Well, it was a very outspoken Christian creationist whom I first heard the theory from, so the Earth in his view would be scarcely older than about 6000 years. I myself am a Christian as well, and I'm unsure about theories of evolution and the like.


----------



## Steerpike (Jul 30, 2012)

Ireth said:


> Well, it was a very outspoken Christian creationist whom I first heard the theory from, so the Earth in his view would be scarcely older than about 6000 years.
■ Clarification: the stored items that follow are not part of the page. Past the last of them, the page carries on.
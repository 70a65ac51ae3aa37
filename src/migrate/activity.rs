//! Accessor strategy for activities and dialogs
//!
//! The layout these classes own is the one handed to `setContentView`.
//! That statement is replaced with the binding's root view; a class
//! without the callback or the call cannot be migrated safely.

use crate::edit::Edit;
use crate::error::MigrationError;
use crate::kotlin::{Expr, KotlinClass, Member};
use crate::layout::LayoutFile;

use super::common::{AccessorKind, AccessorStrategy, GenerationKind};

pub struct ContentViewStrategy;

impl AccessorStrategy for ContentViewStrategy {
    fn select(
        &self,
        class: &KotlinClass,
        _source: &str,
        layout: &LayoutFile,
        property: &str,
        edits: &mut Vec<Edit>,
    ) -> Result<(AccessorKind, GenerationKind), MigrationError> {
        let Some(body) = &class.body else {
            return Err(MigrationError::UnsupportedShape(format!(
                "class {} has no body",
                class.name
            )));
        };
        let on_create = body.members.iter().find_map(|m| match m {
            Member::Function(f) if f.name == "onCreate" => Some(f),
            _ => None,
        });
        let Some(on_create) = on_create else {
            return Err(MigrationError::UnsupportedShape(format!(
                "class {} has no onCreate to anchor the binding in",
                class.name
            )));
        };

        let mut found = None;
        if let Some(block) = &on_create.body {
            for statement in &block.statements {
                if let Some(layout_name) = set_content_view_layout(statement) {
                    found = Some((statement.span(), layout_name));
                }
            }
        }
        let Some((span, layout_name)) = found else {
            return Err(MigrationError::UnsupportedShape(format!(
                "class {} calls no setContentView(R.layout...) in onCreate",
                class.name
            )));
        };

        if layout_name == layout.name {
            edits.push(Edit::Replace {
                span,
                text: format!("setContentView({}.root)", property),
            });
        }
        Ok((AccessorKind::Default, GenerationKind::Inflate))
    }
}

/// `setContentView(R.layout.activity_foo)` -> `Some("activity_foo")`
fn set_content_view_layout(expr: &Expr) -> Option<String> {
    let Expr::Call { callee, args, .. } = expr else {
        return None;
    };
    let Expr::Name { text, .. } = callee.as_ref() else {
        return None;
    };
    if text != "setContentView" || args.len() != 1 {
        return None;
    }
    let path = qualified_path(&args[0])?;
    path.strip_prefix("R.layout.").map(str::to_string)
}

fn qualified_path(expr: &Expr) -> Option<String> {
    match expr {
        Expr::Name { text, .. } => Some(text.clone()),
        Expr::Qualified {
            receiver, selector, ..
        } => {
            let mut path = qualified_path(receiver)?;
            path.push('.');
            path.push_str(&qualified_path(selector)?);
            Some(path)
        }
        _ => None,
    }
}
//! Shared class rewrite: synthesized properties, manual-inflate cleanup
//!
//! All three class families funnel through here once their accessor
//! strategy is chosen. The rewrite only ever plans edits; applying them is
//! the caller's job.

use std::collections::BTreeMap;

use regex::Regex;

use crate::binding::BindingCatalog;
use crate::collect::CollectedReferences;
use crate::edit::{Edit, Span};
use crate::error::MigrationError;
use crate::kotlin::{KotlinClass, Member};
use crate::layout::{LayoutFile, LayoutIndex, TagKind};
use crate::resource::layout_to_binding_name;

use super::imports::ImportPlan;

/// Which helper delegate creates the binding property.
#[derive(Debug, Clone, Copy, PartialEq, Eq)]
pub enum AccessorKind {
    Default,
    AsChild,
    AsMergeTag,
}

impl AccessorKind {
    pub fn helper_function(self) -> &'static str {
        match self {
            AccessorKind::Default => "viewBinding",
            AccessorKind::AsChild => "viewBindingAsChild",
            AccessorKind::AsMergeTag => "viewBindingMergeTag",
        }
    }
}

/// Which generated entry point the delegate is handed.
#[derive(Debug, Clone, Copy, PartialEq, Eq)]
pub enum GenerationKind {
    Bind,
    Inflate,
}

impl GenerationKind {
    pub fn binding_function(self) -> &'static str {
        match self {
            GenerationKind::Bind => "bind",
            GenerationKind::Inflate => "inflate",
        }
    }
}

/// Everything a file migration needs about its module.
pub struct MigrationContext<'a> {
    /// Application package, owns the generated `databinding` package
    pub package: &'a str,
    /// Package the `viewBinding*` property delegates live in
    pub helper_package: &'a str,
    pub layouts: &'a LayoutIndex,
    pub catalog: &'a dyn BindingCatalog,
    /// List-item classes touching at least this many distinct bindings
    /// collapse to the `ViewBinding` supertype
    pub collapse_threshold: usize,
}

/// Family-specific accessor decision, with room for the activity rule's
/// `setContentView` statement replacement.
pub trait AccessorStrategy {
    fn select(
        &self,
        class: &KotlinClass,
        source: &str,
        layout: &LayoutFile,
        property: &str,
        edits: &mut Vec<Edit>,
    ) -> Result<(AccessorKind, GenerationKind), MigrationError>;
}

struct LayoutGroup<'a> {
    layout: &'a LayoutFile,
    /// Retained ids in first-use order, stale ones already dropped
    view_ids: Vec<String>,
    /// Property the ids are read through (`binding`, a multi-layout
    /// binding property, or the include id for include-target layouts)
    property: String,
    /// Set when this layout is only reachable as an `<include>` target
    included_via: Option<String>,
}

/// Rewrite one class against the bindings its references resolve to.
pub fn migrate_class(
    class: &KotlinClass,
    source: &str,
    refs: &CollectedReferences,
    ctx: &MigrationContext,
    strategy: &dyn AccessorStrategy,
    edits: &mut Vec<Edit>,
    imports: &mut ImportPlan,
) -> Result<(), MigrationError> {
    let Some(body) = &class.body else {
        return Ok(());
    };
    if refs.views.is_empty() {
        return Ok(());
    }

    // group retained ids per layout, in first-use order
    let mut order: Vec<&str> = Vec::new();
    let mut ids_by_layout: BTreeMap<&str, Vec<String>> = BTreeMap::new();
    let mut included_via: BTreeMap<String, String> = BTreeMap::new();
    for reference in &refs.views {
        let layout_name = reference.layout_name.as_str();
        if !order.contains(&layout_name) {
            order.push(layout_name);
        }
        let ids = ids_by_layout.entry(layout_name).or_default();
        if !ids.contains(&reference.view_id) {
            ids.push(reference.view_id.clone());
        }
        if let Some(target) = &reference.include_layout {
            included_via
                .entry(target.clone())
                .or_insert_with(|| reference.view_id.clone());
        }
    }

    let mut groups: Vec<LayoutGroup> = Vec::new();
    for layout_name in &order {
        let Some(layout) = ctx.layouts.get(layout_name) else {
            continue;
        };
        if layout.has_duplicate_ids() {
            return Err(MigrationError::UnsupportedShape(format!(
                "layout {} declares the same id twice",
                layout_name
            )));
        }
        let Some(binding) = ctx.catalog.binding_for_layout(layout_name) else {
            return Err(MigrationError::UnsupportedShape(format!(
                "class {} references more layouts than there are binding classes ({})",
                class.name, layout_name
            )));
        };
        let view_ids: Vec<String> = ids_by_layout
            .remove(layout_name)
            .unwrap_or_default()
            .into_iter()
            .filter(|id| binding.has_field(id))
            .collect();
        if view_ids.is_empty() {
            continue;
        }
        groups.push(LayoutGroup {
            layout,
            view_ids,
            property: String::new(),
            included_via: included_via.get(*layout_name).cloned(),
        });
    }
    if groups.is_empty() {
        return Ok(());
    }

    let primaries = groups.iter().filter(|g| g.included_via.is_none()).count();
    for group in &mut groups {
        group.property = match &group.included_via {
            Some(include_id) => include_id.clone(),
            None if primaries <= 1 => "binding".to_string(),
            None => {
                let binding_name = layout_to_binding_name(&group.layout.name);
                crate::resource::binding_property_name(&binding_name)
            }
        };
    }

    // tier 1: plain ids, tier 2: includes and stubs, tier 3: primaries
    let mut plain_lines = Vec::new();
    let mut derived_lines = Vec::new();
    let mut primary_lines = Vec::new();

    for group in &groups {
        for id in &group.view_ids {
            let Some(view) = group.layout.find_view(id) else {
                continue;
            };
            match view.tag_kind {
                TagKind::Plain => plain_lines.push(format!(
                    "private val {} by lazy {{ {}.{} }}",
                    id, group.property, id
                )),
                TagKind::Include => {
                    let target = view.include_layout.as_deref().unwrap_or_default();
                    let target_binding = layout_to_binding_name(target);
                    derived_lines.push(format!(
                        "private val {}: {} by lazy {{ {}.{} }}",
                        id, target_binding, group.property, id
                    ));
                    imports.add(format!("{}.databinding.{}", ctx.package, target_binding));
                }
                TagKind::ViewStub => {
                    let target = view.view_stub_layout.as_deref().unwrap_or_default();
                    let target_binding = layout_to_binding_name(target);
                    derived_lines.push(format!(
                        "private val {} by lazy {{\n        val view = {}.{}.inflate()\n        {}.bind(view)\n    }}",
                        id, group.property, id, target_binding
                    ));
                    imports.add(format!("{}.databinding.{}", ctx.package, target_binding));
                }
            }
        }
    }

    for group in &groups {
        if group.included_via.is_some() {
            continue;
        }
        let (accessor, generation) =
            strategy.select(class, source, group.layout, &group.property, edits)?;
        let binding_name = layout_to_binding_name(&group.layout.name);
        primary_lines.push(format!(
            "private val {} by {}({}::{})",
            group.property,
            accessor.helper_function(),
            binding_name,
            generation.binding_function()
        ));
        imports.add(format!("{}.{}", ctx.helper_package, accessor.helper_function()));
        imports.add(format!("{}.databinding.{}", ctx.package, binding_name));

        remove_manual_inflate(class, source, &group.layout.name, edits)?;
    }

    let mut text = String::new();
    for tier in [&plain_lines, &derived_lines, &primary_lines] {
        if tier.is_empty() {
            continue;
        }
        if !text.is_empty() {
            text.push('\n');
        }
        for line in tier.iter() {
            text.push_str("\n    ");
            text.push_str(line);
        }
    }
    if !text.is_empty() {
        text.push('\n');
        edits.push(Edit::Insert {
            offset: body.l_brace + 1,
            text,
        });
    }

    Ok(())
}

/// Delete `inflate(..., R.layout.<name>, ...)` statements left over in
/// `init {}` blocks; a block whose every statement matches goes entirely.
fn remove_manual_inflate(
    class: &KotlinClass,
    source: &str,
    layout_name: &str,
    edits: &mut Vec<Edit>,
) -> Result<(), MigrationError> {
    let Some(body) = &class.body else {
        return Ok(());
    };
    let pattern = Regex::new(&format!(
        r"inflate\(.*R\.layout\.{}",
        regex::escape(layout_name)
    ))
    .map_err(|e| MigrationError::External(e.to_string()))?;

    for member in &body.members {
        let Member::Init(init) = member else {
            continue;
        };
        let matching: Vec<Span> = init
            .block
            .statements
            .iter()
            .map(|s| s.span())
            .filter(|s| pattern.is_match(s.text(source)))
            .collect();
        if matching.is_empty() {
            continue;
        }
        if matching.len() == init.block.statements.len() {
            edits.push(Edit::Delete {
                span: full_line_span(source, init.span),
            });
        } else {
            for span in matching {
                edits.push(Edit::Delete {
                    span: full_line_span(source, span),
                });
            }
        }
    }
    Ok(())
}

/// Widen a span to cover its whole line(s) when only whitespace surrounds
/// it, so deletions take their indentation and newline along.
pub fn full_line_span(source: &str, span: Span) -> Span {
    let bytes = source.as_bytes();
    let mut start = span.start;
    while start > 0 {
        let c = bytes[start - 1] as char;
        if c == ' ' || c == '\t' {
            start -= 1;
        } else if c == '\n' {
            break;
        } else {
            start = span.start;
            break;
        }
    }
    let mut end = span.end;
    while end < bytes.len() {
        let c = bytes[end] as char;
        if c == ' ' || c == '\t' {
            end += 1;
        } else if c == '\n' {
            end += 1;
            break;
        } else {
            end = span.end;
            break;
        }
    }
    Span::new(start, end)
}
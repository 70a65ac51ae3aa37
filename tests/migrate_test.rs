//! End-to-end migration tests
//!
//! Each test builds a throwaway Gradle module on disk, runs the batch
//! migration over it, and checks the rewritten sources and build script.

use std::fs;
use std::path::{Path, PathBuf};
use std::sync::atomic::AtomicBool;

use rebind::batch::{self, BatchOptions, BatchSummary};
use rebind::notify::RecordingSink;
use rebind::status::StatusTracker;

const BUILD_SCRIPT: &str = r#"plugins {
    id("com.android.application")
    kotlin("android")
    kotlin("android.extensions")
}

android {
    compileSdk = 34
}

androidExtensions {
    isExperimental = true
}
"#;

const MANIFEST: &str = "<manifest package=\"com.example.app\" />";

const ACTIVITY_MAIN_LAYOUT: &str = r#"<FrameLayout xmlns:android="http://schemas.android.com/apk/res/android">
    <TextView android:id="@+id/title_view" />
    <TextView android:id="@+id/subtitle_view" />
</FrameLayout>"#;

const ITEM_ENTRY_LAYOUT: &str = r#"<LinearLayout xmlns:android="http://schemas.android.com/apk/res/android">
    <TextView android:id="@+id/entry_text" />
</LinearLayout>"#;

const MAIN_ACTIVITY: &str = r#"package com.example.app

import android.app.Activity
import android.os.Bundle
import kotlinx.android.synthetic.main.activity_main.*

class MainActivity : Activity() {

    override fun onCreate(savedInstanceState: Bundle?) {
        super.onCreate(savedInstanceState)
        setContentView(R.layout.activity_main)
        titleView.text = "hello"
        subtitleView.text = "world"
    }
}
"#;

const ENTRY_ITEM: &str = r#"package com.example.app

import com.xwray.groupie.kotlinandroidextensions.GroupieViewHolder
import com.xwray.groupie.kotlinandroidextensions.Item
import kotlinx.android.synthetic.main.item_entry.*

class EntryItem(private val label: String) : Item() {

    override fun getLayout() = R.layout.item_entry

    fun bind(viewHolder: GroupieViewHolder, position: Int) {
        entryText.text = label
    }
}
"#;

const PAYLOAD: &str = r#"package com.example.app

import android.os.Parcelable
import kotlinx.android.parcel.Parcelize

@Parcelize
data class Payload(val id: Int, val label: String) : Parcelable
"#;

struct Fixture {
    dir: tempfile::TempDir,
}

impl Fixture {
    fn new() -> Self {
        let dir = tempfile::tempdir().unwrap();
        let module = dir.path();
        fs::write(module.join("build.gradle.kts"), BUILD_SCRIPT).unwrap();
        fs::create_dir_all(module.join("src/main/res/layout")).unwrap();
        fs::write(module.join("src/main/AndroidManifest.xml"), MANIFEST).unwrap();
        fs::write(
            module.join("src/main/res/layout/activity_main.xml"),
            ACTIVITY_MAIN_LAYOUT,
        )
        .unwrap();
        fs::write(
            module.join("src/main/res/layout/item_entry.xml"),
            ITEM_ENTRY_LAYOUT,
        )
        .unwrap();
        fs::create_dir_all(module.join("src/main/kotlin/com/example/app")).unwrap();
        let fixture = Fixture { dir };
        fixture.write_source("MainActivity.kt", MAIN_ACTIVITY);
        fixture.write_source("EntryItem.kt", ENTRY_ITEM);
        fixture.write_source("Payload.kt", PAYLOAD);
        fixture
    }

    fn write_source(&self, name: &str, text: &str) {
        fs::write(self.source_path(name), text).unwrap();
    }

    fn source_path(&self, name: &str) -> PathBuf {
        self.dir
            .path()
            .join("src/main/kotlin/com/example/app")
            .join(name)
    }

    fn read_source(&self, name: &str) -> String {
        fs::read_to_string(self.source_path(name)).unwrap()
    }

    fn read_build_script(&self) -> String {
        fs::read_to_string(self.dir.path().join("build.gradle.kts")).unwrap()
    }

    fn run(&self) -> (BatchSummary, RecordingSink) {
        run_batch(self.dir.path())
    }
}

fn run_batch(target: &Path) -> (BatchSummary, RecordingSink) {
    let options = BatchOptions {
        include_subdirs: true,
        ..Default::default()
    };
    let tracker = StatusTracker::new();
    let sink = RecordingSink::new();
    let cancel = AtomicBool::new(false);
    let summary = batch::run(target, &options, &tracker, &sink, &cancel).unwrap();
    (summary, sink)
}

#[test]
fn test_module_migrates_end_to_end() {
    let fixture = Fixture::new();
    let (summary, sink) = fixture.run();

    assert_eq!(summary.migrated, 3);
    assert_eq!(summary.failed, 0);
    assert!(sink.errors().is_empty());
    assert!(sink
        .infos()
        .iter()
        .any(|m| m.contains("Migrated 3 of 3 files")));
}

#[test]
fn test_activity_rewritten() {
    let fixture = Fixture::new();
    fixture.run();
    let out = fixture.read_source("MainActivity.kt");

    assert!(out.contains("private val binding by viewBinding(ActivityMainBinding::inflate)"));
    assert!(out.contains("private val titleView by lazy { binding.titleView }"));
    assert!(out.contains("private val subtitleView by lazy { binding.subtitleView }"));
    assert!(out.contains("setContentView(binding.root)"));
    assert!(out.contains("import com.example.app.databinding.ActivityMainBinding"));
    assert!(out.contains("import com.example.app.viewbinding.viewBinding"));
    assert!(!out.contains("kotlinx.android.synthetic"));
    assert!(!out.contains("R.layout.activity_main"));

    // reference sites read the new properties unchanged
    assert!(out.contains("titleView.text = \"hello\""));
}

#[test]
fn test_groupie_item_rewritten() {
    let fixture = Fixture::new();
    fixture.run();
    let out = fixture.read_source("EntryItem.kt");

    assert!(out.contains(": BindableItem<ItemEntryBinding>()"));
    assert!(out.contains("fun bind(viewHolder: ItemEntryBinding, position: Int)"));
    assert!(out.contains(
        "override fun initializeViewBinding(view: View): ItemEntryBinding = ItemEntryBinding.bind(view)"
    ));
    assert!(out.contains("import com.xwray.groupie.viewbinding.BindableItem"));
    assert!(out.contains("import com.example.app.databinding.ItemEntryBinding"));
    assert!(!out.contains("com.xwray.groupie.kotlinandroidextensions"));
    assert!(!out.contains("kotlinx.android.synthetic"));
}

#[test]
fn test_parcelize_swapped() {
    let fixture = Fixture::new();
    fixture.run();
    let out = fixture.read_source("Payload.kt");

    assert!(out.contains("import kotlinx.parcelize.Parcelize"));
    assert!(!out.contains("kotlinx.android.parcel"));
    assert!(out.contains("@Parcelize"));
}

#[test]
fn test_build_script_rewritten_once() {
    let fixture = Fixture::new();
    let (_, sink) = fixture.run();
    let gradle = fixture.read_build_script();

    assert!(gradle.contains("viewBinding.enable = true"));
    assert!(gradle.contains("id(\"kotlin-parcelize\")"));
    assert!(!gradle.contains("android.extensions"));
    assert!(!gradle.contains("androidExtensions {"));

    // one notification per pipeline, not per file
    let enabled = sink
        .infos()
        .iter()
        .filter(|m| m.contains("view binding enabled"))
        .count();
    assert_eq!(enabled, 1);
}

#[test]
fn test_second_run_is_fixed_point() {
    let fixture = Fixture::new();
    fixture.run();
    let activity = fixture.read_source("MainActivity.kt");
    let item = fixture.read_source("EntryItem.kt");
    let gradle = fixture.read_build_script();

    let (summary, sink) = fixture.run();
    assert_eq!(summary.migrated, 0);
    assert_eq!(summary.failed, 0);
    assert!(sink.errors().is_empty());
    assert_eq!(fixture.read_source("MainActivity.kt"), activity);
    assert_eq!(fixture.read_source("EntryItem.kt"), item);
    assert_eq!(fixture.read_build_script(), gradle);
}

#[test]
fn test_unsupported_class_keeps_file_compiling() {
    let fixture = Fixture::new();
    fixture.write_source(
        "BrokenActivity.kt",
        r#"package com.example.app

import android.app.Activity
import kotlinx.android.synthetic.main.activity_main.*

class BrokenActivity : Activity() {
    fun show() { titleView.text = "x" }
}
"#,
    );
    let (summary, sink) = fixture.run();

    assert_eq!(summary.migrated, 3);
    assert_eq!(summary.failed, 1);
    assert!(sink
        .errors()
        .iter()
        .any(|m| m.contains("BrokenActivity") && m.contains("skipped")));
    let broken = fixture.read_source("BrokenActivity.kt");
    assert!(broken.contains("kotlinx.android.synthetic.main.activity_main.*"));
}
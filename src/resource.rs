//! Resource reference parsing and identifier case conversion
//!
//! Layout XML refers to resources with tokens like `@+id/my_view` or
//! `@layout/activity_foo`. This module turns those tokens into structured
//! references and converts resource names into Kotlin identifiers and
//! binding class names.

//! A parsed `@[+][package:]type/name` token.
#[derive(Debug, Clone, PartialEq, Eq)]
pub struct ResourceReference {
    /// Namespace prefix, e.g. `android` in `@+android:id/list`
    pub namespace: Option<String>,
    pub kind: ResourceKind,
    pub name: String,
}

#[derive(Debug, Clone, PartialEq, Eq)]
pub enum ResourceKind {
    Id,
    Layout,
    Other(String),
}

impl ResourceReference {
    /// True for plain `@+id/...` / `@id/...` references without a
    /// framework namespace. Only these have a generated binding field.
    pub fn is_local_id(&self) -> bool {
        self.kind == ResourceKind::Id && self.namespace.is_none()
    }
}

/// Parse a raw attribute value into a [`ResourceReference`].
///
/// Returns `None` when the string does not match the expected grammar.
/// Callers treat that as "not a resource reference" and skip it.
pub fn parse_resource_reference(raw: &str) -> Option<ResourceReference> {
    let rest = raw.trim().strip_prefix('@')?;
    let rest = rest.strip_prefix('+').unwrap_or(rest);

    let (prefix, name) = rest.split_once('/')?;
    let (namespace, kind) = match prefix.split_once(':') {
        Some((ns, kind)) => (Some(ns), kind),
        None => (None, prefix),
    };

    if kind.is_empty() || name.is_empty() {
        return None;
    }
    if !name.chars().all(|c| c.is_ascii_alphanumeric() || c == '_' || c == '.') {
        return None;
    }

    let kind = match kind {
        "id" => ResourceKind::Id,
        "layout" => ResourceKind::Layout,
        other => ResourceKind::Other(other.to_string()),
    };

    Some(ResourceReference {
        namespace: namespace.map(|ns| ns.to_string()),
        kind,
        name: name.to_string(),
    })
}

/// Convert a resource name to a camelCase variable identifier.
///
/// `my_view` -> `myView`, `my.other-view` -> `myOtherView`.
pub fn to_camel_case_var(name: &str) -> String {
    let mut out = String::with_capacity(name.len());
    let mut upper_next = false;
    for c in name.chars() {
        if c == '_' || c == '.' || c == '-' {
            upper_next = !out.is_empty();
            continue;
        }
        if upper_next {
            out.extend(c.to_uppercase());
            upper_next = false;
        } else {
            out.push(c);
        }
    }
    // Identifiers never start with an uppercase letter
    let mut chars = out.chars();
    match chars.next() {
        None => out,
        Some(first) => first.to_lowercase().collect::<String>() + chars.as_str(),
    }
}

/// Derive the generated binding class name for a layout file name.
///
/// `activity_foo` -> `ActivityFooBinding`.
pub fn layout_to_binding_name(layout_name: &str) -> String {
    let mut out = String::with_capacity(layout_name.len() + 7);
    for segment in layout_name.split(['_', '.', '-']) {
        let mut chars = segment.chars();
        if let Some(first) = chars.next() {
            out.extend(first.to_uppercase());
            out.push_str(chars.as_str());
        }
    }
    out.push_str("Binding");
    out
}

/// Property name for a binding class: `ActivityFooBinding` -> `activityFooBinding`.
pub fn binding_property_name(binding_class_name: &str) -> String {
    let mut chars = binding_class_name.chars();
    match chars.next() {
        None => String::new(),
        Some(first) => first.to_lowercase().collect::<String>() + chars.as_str(),
    }
}
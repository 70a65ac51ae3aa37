//! Per-module pipeline status
//!
//! Build-script and parcelize rewrites must run once per module even when
//! many files of that module migrate in parallel. The tracker is an
//! explicit context object handed into each call; it lives for one batch
//! invocation only.

use std::collections::HashMap;
use std::path::{Path, PathBuf};
use std::sync::Mutex;

#[derive(Debug, Clone, Copy, PartialEq, Eq, Default)]
pub enum MigrationStatus {
    #[default]
    NotStarted,
    InProgress,
    Done,
}

#[derive(Debug, Clone, Copy, PartialEq, Eq, Hash)]
pub enum Pipeline {
    BuildScript,
    Parcelize,
}

#[derive(Debug, Default)]
pub struct StatusTracker {
    states: Mutex<HashMap<(PathBuf, Pipeline), MigrationStatus>>,
}

impl StatusTracker {
    pub fn new() -> Self {
        Self::default()
    }

    /// Claim a pipeline for a module. Returns true for the caller that
    /// gets to run it; everyone else sees InProgress/Done and backs off.
    pub fn try_begin(&self, module: &Path, pipeline: Pipeline) -> bool {
        let mut states = self.states.lock().unwrap_or_else(|e| e.into_inner());
        let state = states
            .entry((module.to_path_buf(), pipeline))
            .or_default();
        if *state == MigrationStatus::NotStarted {
            *state = MigrationStatus::InProgress;
            true
        } else {
            false
        }
    }

    pub fn complete(&self, module: &Path, pipeline: Pipeline) {
        let mut states = self.states.lock().unwrap_or_else(|e| e.into_inner());
        states.insert((module.to_path_buf(), pipeline), MigrationStatus::Done);
    }

    /// Failure reverts to NotStarted so a later file of the same module
    /// can retry.
    pub fn fail(&self, module: &Path, pipeline: Pipeline) {
        let mut states = self.states.lock().unwrap_or_else(|e| e.into_inner());
        states.insert((module.to_path_buf(), pipeline), MigrationStatus::NotStarted);
    }

    pub fn status(&self, module: &Path, pipeline: Pipeline) -> MigrationStatus {
        let states = self.states.lock().unwrap_or_else(|e| e.into_inner());
        states
            .get(&(module.to_path_buf(), pipeline))
            .copied()
            .unwrap_or_default()
    }
}

#[cfg(test)]
mod tests {
    use super::*;

    #[test]
    fn test_begin_once() {
        let tracker = StatusTracker::new();
        let module = Path::new("/app");
        assert!(tracker.try_begin(module, Pipeline::BuildScript));
        assert!(!tracker.try_begin(module, Pipeline::BuildScript));
        // the other pipeline of the same module is independent
        assert!(tracker.try_begin(module, Pipeline::Parcelize));
    }

    #[test]
    fn test_fail_allows_retry() {
        let tracker = StatusTracker::new();
        let module = Path::new("/app");
        assert!(tracker.try_begin(module, Pipeline::BuildScript));
        tracker.fail(module, Pipeline::BuildScript);
        assert_eq!(
            tracker.status(module, Pipeline::BuildScript),
            MigrationStatus::NotStarted
        );
        assert!(tracker.try_begin(module, Pipeline::BuildScript));
    }

    #[test]
    fn test_complete_is_terminal() {
        let tracker = StatusTracker::new();
        let module = Path::new("/app");
        assert!(tracker.try_begin(module, Pipeline::BuildScript));
        tracker.complete(module, Pipeline::BuildScript);
        assert!(!tracker.try_begin(module, Pipeline::BuildScript));
        assert_eq!(
            tracker.status(module, Pipeline::BuildScript),
            MigrationStatus::Done
        );
    }
}
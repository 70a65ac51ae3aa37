//! Kotlin source model: a tolerant parser and a span-carrying syntax tree.

pub mod ast;
pub mod parser;

pub use ast::{
    Block, ClassBody, Expr, Function, Import, InitBlock, KotlinClass, KotlinFile, Member, Param,
    Property, SuperTypeEntry, WhenEntry,
};
pub use parser::parse_kotlin;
I myself am a Christian as well, and I'm unsure about theories of evolution and the like.



Ah, yes. Creationists throw that out there because they have to explain dinosaurs and it doesn't fit well with their young-earth theories. Interestingly, most of the evolutionary biologists I've worked with have been Christian, so there is nothing inherently incompatible between Christianity and evolution and/or an older earth. It is really not much more than a political debate, in my view, with roots in the lessening spheres of church authority during the 1800s and onward. So, my personal opinion is that one can be every bit a Christian and believe in evolution, the Big Bang, and so on. One Christian I talked to, who was in seminary, simply stated that in his view all science was doing was uncovering how God did it all, and to him that made it all the more impressive. Not everyone shares that view, of course. This man was at a Jesuit institution, and I do not know whether that is standard Jesuit thinking on the issue or simply his own viewpoint.


----------



## Ireth (Jul 30, 2012)

That is quite interesting. I think we should leave off this discussion here, as this is verging into religious territory and I don't want to anger the mods if we delve into more touchy aspects of it.


----------



## Steerpike (Jul 30, 2012)

Ireth said:


> That is quite interesting. I think we should leave off this discussion here, as this is verging into religious territory and I don't want to anger the mods if we delve into more touchy aspects of it.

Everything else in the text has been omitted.